Transcription factor NFI-C has shown to be essential for root development.  Knockout mice for Nfic do not form roots and these mice end up losing their teeth. Histological studies have shown morphological abnormalities in the dental papilla mesenchyme (DPM)-derived odontoblast cells in these mice, as well as the formation of a sparse and irregular dentin layer. Using an established DPM cell-line lacking Nfic (silenced using small hairpin RNA (shRNA) we can determine changes in gene expression as compared to control cells expressing Nfic. This cell line can be used to determine down-stream genes affected by Nfic during dentinogenesis.

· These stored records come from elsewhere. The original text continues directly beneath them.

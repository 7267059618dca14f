//! Kubernetes objects to canonical store events.

use crate::store::events::{EventData, SyncDataEvent};
use crate::store::types::{
    self, ConfigMap, CustomResource, Endpoints, Gateway, GatewayClass, IngressClass, IngressPath,
    IngressRule, IngressTls, NamespaceInfo, PathType, PortEndpoints, PortRef, ReferenceGrant, Secret,
    Service, ServicePort, TcpRoute,
};
use crate::utils::hash::fnv64a;
use chrono::{DateTime, Utc};
use k8s_openapi::api::core::v1 as core;
use k8s_openapi::api::discovery::v1 as discovery;
use k8s_openapi::api::networking::v1 as networking;
use k8s_openapi::apimachinery::pkg::apis::meta::v1::{ObjectMeta, Time};
use std::collections::{BTreeMap, BTreeSet, HashSet};
use tracing::warn;

/// Label carrying the owning service of an EndpointSlice.
pub const SERVICE_NAME_LABEL: &str = "kubernetes.io/service-name";

/// Control-plane leader election objects, never backends.
const IGNORED_KUBE_SYSTEM: [&str; 2] = ["kube-controller-manager", "kube-scheduler"];

fn ignored(namespace: &str, name: &str) -> bool {
    namespace == "kube-system" && IGNORED_KUBE_SYSTEM.contains(&name)
}

fn event(meta: &ObjectMeta, data: EventData) -> SyncDataEvent {
    SyncDataEvent::new(
        meta.namespace.clone().unwrap_or_default(),
        meta.name.clone().unwrap_or_default(),
        data,
    )
    .with_version(
        meta.uid.clone().unwrap_or_default(),
        meta.resource_version.clone().unwrap_or_default(),
    )
}

fn name_of(meta: &ObjectMeta) -> String {
    meta.name.clone().unwrap_or_default()
}

fn namespace_of(meta: &ObjectMeta) -> String {
    meta.namespace.clone().unwrap_or_default()
}

/// Creation timestamp through its RFC 3339 form.
pub fn timestamp(time: Option<&Time>) -> DateTime<Utc> {
    time.and_then(|t| serde_json::to_value(t).ok())
        .and_then(|value| value.as_str().and_then(|s| DateTime::parse_from_rfc3339(s).ok()))
        .map(|t| t.with_timezone(&Utc))
        .unwrap_or_default()
}

pub fn namespace(ns: &core::Namespace) -> Option<SyncDataEvent> {
    let name = name_of(&ns.metadata);
    let info = NamespaceInfo {
        name: name.clone(),
        labels: ns.metadata.labels.clone().unwrap_or_default(),
    };
    Some(event(&ns.metadata, EventData::Namespace(info)))
}

fn ingress_path(path: Option<&str>, path_type: &str, backend: &networking::IngressBackend) -> Option<IngressPath> {
    let service = backend.service.as_ref()?;
    let port = service.port.as_ref()?;
    let port = match (port.number, &port.name) {
        (Some(number), _) => PortRef::Number(number),
        (None, Some(name)) => PortRef::Name(name.clone()),
        (None, None) => return None,
    };
    let path_type = match path_type.parse::<PathType>() {
        Ok(path_type) => path_type,
        Err(e) => {
            warn!("ingress backend {}: {}", service.name, e);
            return None;
        }
    };
    Some(IngressPath {
        path: path.unwrap_or_default().to_string(),
        path_type,
        service: service.name.clone(),
        port,
    })
}

fn hash_of<T: serde::Serialize>(value: &T) -> u64 {
    fnv64a(&serde_json::to_vec(value).unwrap_or_default())
}

/// Drops duplicate TLS hosts, TLS entries and rules. Semantics are unchanged.
pub fn dedup_ingress(ingress: &mut types::Ingress) {
    let id = format!("{}/{}", ingress.namespace, ingress.name);

    for tls in &mut ingress.tls {
        let mut seen = HashSet::new();
        let before = tls.hosts.len();
        tls.hosts.retain(|host| seen.insert(host.clone()));
        if tls.hosts.len() != before {
            warn!(ingress = %id, secret = %tls.secret_name, "duplicate TLS hosts removed");
        }
    }

    let mut seen = HashSet::new();
    let before = ingress.tls.len();
    ingress.tls.retain(|tls| {
        let mut hosts = tls.hosts.clone();
        hosts.sort();
        seen.insert((tls.secret_name.clone(), hash_of(&hosts)))
    });
    if ingress.tls.len() != before {
        warn!(ingress = %id, "{} duplicate TLS entries removed", before - ingress.tls.len());
    }

    let mut seen = HashSet::new();
    let before = ingress.rules.len();
    ingress.rules.retain(|rule| seen.insert((rule.host.clone(), hash_of(&rule.paths))));
    if ingress.rules.len() != before {
        warn!(ingress = %id, "{} duplicate rules removed", before - ingress.rules.len());
    }
}

pub fn ingress(ing: &networking::Ingress) -> Option<SyncDataEvent> {
    let spec = ing.spec.clone().unwrap_or_default();
    let mut ingress = types::Ingress {
        namespace: namespace_of(&ing.metadata),
        name: name_of(&ing.metadata),
        class_name: spec.ingress_class_name.clone(),
        annotations: ing.metadata.annotations.clone().unwrap_or_default(),
        default_backend: spec
            .default_backend
            .as_ref()
            .and_then(|backend| ingress_path(None, "ImplementationSpecific", backend)),
        rules: spec
            .rules
            .unwrap_or_default()
            .into_iter()
            .map(|rule| IngressRule {
                host: rule.host.unwrap_or_default(),
                paths: rule
                    .http
                    .map(|http| {
                        http.paths
                            .iter()
                            .filter_map(|p| ingress_path(p.path.as_deref(), &p.path_type, &p.backend))
                            .collect()
                    })
                    .unwrap_or_default(),
            })
            .collect(),
        tls: spec
            .tls
            .unwrap_or_default()
            .into_iter()
            .map(|tls| IngressTls {
                hosts: tls.hosts.unwrap_or_default(),
                secret_name: tls.secret_name.unwrap_or_default(),
            })
            .collect(),
    };
    dedup_ingress(&mut ingress);
    Some(event(&ing.metadata, EventData::Ingress(ingress)))
}

pub fn ingress_class(class: &networking::IngressClass) -> Option<SyncDataEvent> {
    let data = IngressClass {
        name: name_of(&class.metadata),
        controller: class
            .spec
            .as_ref()
            .and_then(|spec| spec.controller.clone())
            .unwrap_or_default(),
    };
    Some(event(&class.metadata, EventData::IngressClass(data)))
}

pub fn service(svc: &core::Service) -> Option<SyncDataEvent> {
    let namespace = namespace_of(&svc.metadata);
    let name = name_of(&svc.metadata);
    if ignored(&namespace, &name) {
        return None;
    }
    let spec = svc.spec.clone().unwrap_or_default();
    let data = Service {
        namespace,
        name,
        annotations: svc.metadata.annotations.clone().unwrap_or_default(),
        ports: spec
            .ports
            .unwrap_or_default()
            .into_iter()
            .map(|p| ServicePort {
                name: p.name.unwrap_or_default(),
                protocol: p.protocol.unwrap_or_else(|| "TCP".to_string()),
                port: p.port,
            })
            .collect(),
        external_name: spec.external_name.filter(|_| spec.type_.as_deref() == Some("ExternalName")),
    };
    Some(event(&svc.metadata, EventData::Service(data)))
}

pub fn endpoint_slice(slice: &discovery::EndpointSlice) -> Option<SyncDataEvent> {
    let namespace = namespace_of(&slice.metadata);
    let service = slice
        .metadata
        .labels
        .as_ref()
        .and_then(|labels| labels.get(SERVICE_NAME_LABEL))?
        .clone();
    if ignored(&namespace, &service) {
        return None;
    }

    let addresses: BTreeSet<String> = slice
        .endpoints
        .iter()
        .filter(|endpoint| {
            let conditions = endpoint.conditions.as_ref();
            let ready = conditions.and_then(|c| c.ready).unwrap_or(true);
            let terminating = conditions.and_then(|c| c.terminating).unwrap_or(false);
            ready && !terminating
        })
        .flat_map(|endpoint| endpoint.addresses.iter().cloned())
        .collect();

    let mut ports = BTreeMap::new();
    for port in slice.ports.iter().flatten() {
        let Some(number) = port.port else {
            continue;
        };
        ports.insert(
            port.name.clone().unwrap_or_default(),
            PortEndpoints {
                port: number,
                addresses: addresses.clone(),
            },
        );
    }

    let data = Endpoints {
        namespace,
        service,
        slice_name: name_of(&slice.metadata),
        ports,
    };
    Some(event(&slice.metadata, EventData::Endpoints(data)))
}

/// Legacy Endpoints, used when the discovery API is unavailable.
pub fn endpoints(ep: &core::Endpoints) -> Option<SyncDataEvent> {
    let namespace = namespace_of(&ep.metadata);
    let name = name_of(&ep.metadata);
    if ignored(&namespace, &name) {
        return None;
    }

    let mut ports: BTreeMap<String, PortEndpoints> = BTreeMap::new();
    for subset in ep.subsets.iter().flatten() {
        let addresses: BTreeSet<String> = subset
            .addresses
            .iter()
            .flatten()
            .map(|address| address.ip.clone())
            .collect();
        for port in subset.ports.iter().flatten() {
            let entry = ports
                .entry(port.name.clone().unwrap_or_default())
                .or_insert_with(|| PortEndpoints {
                    port: port.port,
                    addresses: BTreeSet::new(),
                });
            entry.addresses.extend(addresses.iter().cloned());
        }
    }

    let data = Endpoints {
        namespace,
        service: name.clone(),
        slice_name: name,
        ports,
    };
    Some(event(&ep.metadata, EventData::Endpoints(data)))
}

pub fn secret(secret: &core::Secret) -> Option<SyncDataEvent> {
    let data = Secret {
        namespace: namespace_of(&secret.metadata),
        name: name_of(&secret.metadata),
        secret_type: secret.type_.clone().unwrap_or_else(|| "Opaque".to_string()),
        data: secret
            .data
            .as_ref()
            .map(|data| data.iter().map(|(k, v)| (k.clone(), v.0.clone())).collect())
            .unwrap_or_default(),
    };
    Some(event(&secret.metadata, EventData::Secret(data)))
}

pub fn configmap(cm: &core::ConfigMap) -> Option<SyncDataEvent> {
    let data = ConfigMap {
        namespace: namespace_of(&cm.metadata),
        name: name_of(&cm.metadata),
        data: cm.data.clone().unwrap_or_default(),
    };
    Some(event(&cm.metadata, EventData::ConfigMap(data)))
}

/// Name prefix shared by the replicas of `pod_name`: a deployment pod is
/// `<name>-<replicaset hash>-<pod hash>`.
pub fn pod_prefix(pod_name: &str) -> String {
    let parts: Vec<&str> = pod_name.split('-').collect();
    if parts.len() <= 2 {
        return pod_name.to_string();
    }
    let mut prefix = parts[..parts.len() - 2].join("-");
    prefix.push('-');
    prefix
}

/// Controller replicas. A pod that is not running counts as deleted.
pub fn pod(pod: &core::Pod, prefix: &str) -> Option<SyncDataEvent> {
    let name = name_of(&pod.metadata);
    if !name.starts_with(prefix) {
        return None;
    }
    let running = pod
        .status
        .as_ref()
        .and_then(|status| status.phase.as_deref())
        .is_some_and(|phase| phase == "Running");
    let ev = event(&pod.metadata, EventData::Pod(name));
    Some(if running { ev } else { ev.deleted() })
}

pub fn gateway_class(class: &crds::GatewayClass) -> Option<SyncDataEvent> {
    let data = GatewayClass {
        name: name_of(&class.metadata),
        controller_name: class.spec.controller_name.clone(),
    };
    Some(event(&class.metadata, EventData::GatewayClass(data)))
}

pub fn gateway(gw: &crds::Gateway) -> Option<SyncDataEvent> {
    let data = Gateway {
        namespace: namespace_of(&gw.metadata),
        name: name_of(&gw.metadata),
        generation: gw.metadata.generation,
        spec: gw.spec.clone(),
    };
    Some(event(&gw.metadata, EventData::Gateway(data)))
}

pub fn tcp_route(route: &crds::TCPRoute) -> Option<SyncDataEvent> {
    let data = TcpRoute {
        namespace: namespace_of(&route.metadata),
        name: name_of(&route.metadata),
        generation: route.metadata.generation,
        creation_timestamp: timestamp(route.metadata.creation_timestamp.as_ref()),
        spec: route.spec.clone(),
    };
    Some(event(&route.metadata, EventData::TcpRoute(data)))
}

pub fn reference_grant(grant: &crds::ReferenceGrant) -> Option<SyncDataEvent> {
    let data = ReferenceGrant {
        namespace: namespace_of(&grant.metadata),
        name: name_of(&grant.metadata),
        spec: grant.spec.clone(),
    };
    Some(event(&grant.metadata, EventData::ReferenceGrant(data)))
}

fn custom_resource<T>(meta: &ObjectMeta, spec: T) -> CustomResource<T> {
    CustomResource {
        namespace: namespace_of(meta),
        name: name_of(meta),
        spec,
    }
}

/// HAProxy custom resources of both API versions, stored as v3.
pub mod cr {
    use super::{custom_resource, event};
    use crate::store::events::{EventData, SyncDataEvent};
    use crds::{backend, defaults, global, tcp};

    pub fn global_v1(obj: &global::v1::Global) -> Option<SyncDataEvent> {
        let spec = custom_resource(&obj.metadata, obj.spec.clone().into());
        Some(event(&obj.metadata, EventData::Global(spec)))
    }

    pub fn global_v3(obj: &global::v3::Global) -> Option<SyncDataEvent> {
        let spec = custom_resource(&obj.metadata, obj.spec.clone());
        Some(event(&obj.metadata, EventData::Global(spec)))
    }

    pub fn defaults_v1(obj: &defaults::v1::Defaults) -> Option<SyncDataEvent> {
        let spec = custom_resource(&obj.metadata, obj.spec.clone().into());
        Some(event(&obj.metadata, EventData::Defaults(spec)))
    }

    pub fn defaults_v3(obj: &defaults::v3::Defaults) -> Option<SyncDataEvent> {
        let spec = custom_resource(&obj.metadata, obj.spec.clone());
        Some(event(&obj.metadata, EventData::Defaults(spec)))
    }

    pub fn backend_v1(obj: &backend::v1::Backend) -> Option<SyncDataEvent> {
        let spec = custom_resource(&obj.metadata, obj.spec.clone().into());
        Some(event(&obj.metadata, EventData::Backend(spec)))
    }

    pub fn backend_v3(obj: &backend::v3::Backend) -> Option<SyncDataEvent> {
        let spec = custom_resource(&obj.metadata, obj.spec.clone());
        Some(event(&obj.metadata, EventData::Backend(spec)))
    }

    pub fn tcp_v1(obj: &tcp::v1::TCP) -> Option<SyncDataEvent> {
        let spec = custom_resource(&obj.metadata, obj.spec.clone().into());
        Some(event(&obj.metadata, EventData::Tcp(spec)))
    }

    pub fn tcp_v3(obj: &tcp::v3::TCP) -> Option<SyncDataEvent> {
        let spec = custom_resource(&obj.metadata, obj.spec.clone());
        Some(event(&obj.metadata, EventData::Tcp(spec)))
    }

    pub fn frontend(obj: &crds::Frontend) -> Option<SyncDataEvent> {
        let spec = custom_resource(&obj.metadata, obj.spec.clone());
        Some(event(&obj.metadata, EventData::Frontend(spec)))
    }
}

Objective: Compare gene expression in DPM cells maintained in vitro where Nfi-C has been silenced with shRNA and DPM cells where Nfic is expressed normally and confirm changes at the protein level. Methods: Immortalized DPM cells maintained in vitro were stably transfected with Nfic-shRNA. The presence of Nfic in these cells was reduced by 94%. Cells were grown in culture; RNA or proteins were extracted and mRNA was converted to cDNA for DNA microarray analysis between the treated and control cells. RT² Profiler™ PCR Arrays for Growth factors (SuperArrays, Bioscience Corp) were used. Proteins were used for immunostaining.  Results: Our data shows statistically significant changes in more than 35 different growth factors when DPM cells depleted of Nfic were compared to the control DPM cells grown under the same conditions. The most significant changes was a 100 fold increase in fibroblast growth factor 5 (fgf5), in DPM cells lacking Nfic. There was also considerable reduction (17 fold) in the amount of Colony stimulation factor 1 (Csf1) in this cells. Analysis at the protein level using western blot immunostaining confirmed these results. Conclusions: These results suggest that one mechanism that Nfic uses to regulate root formation is by controlling expression of FGF5.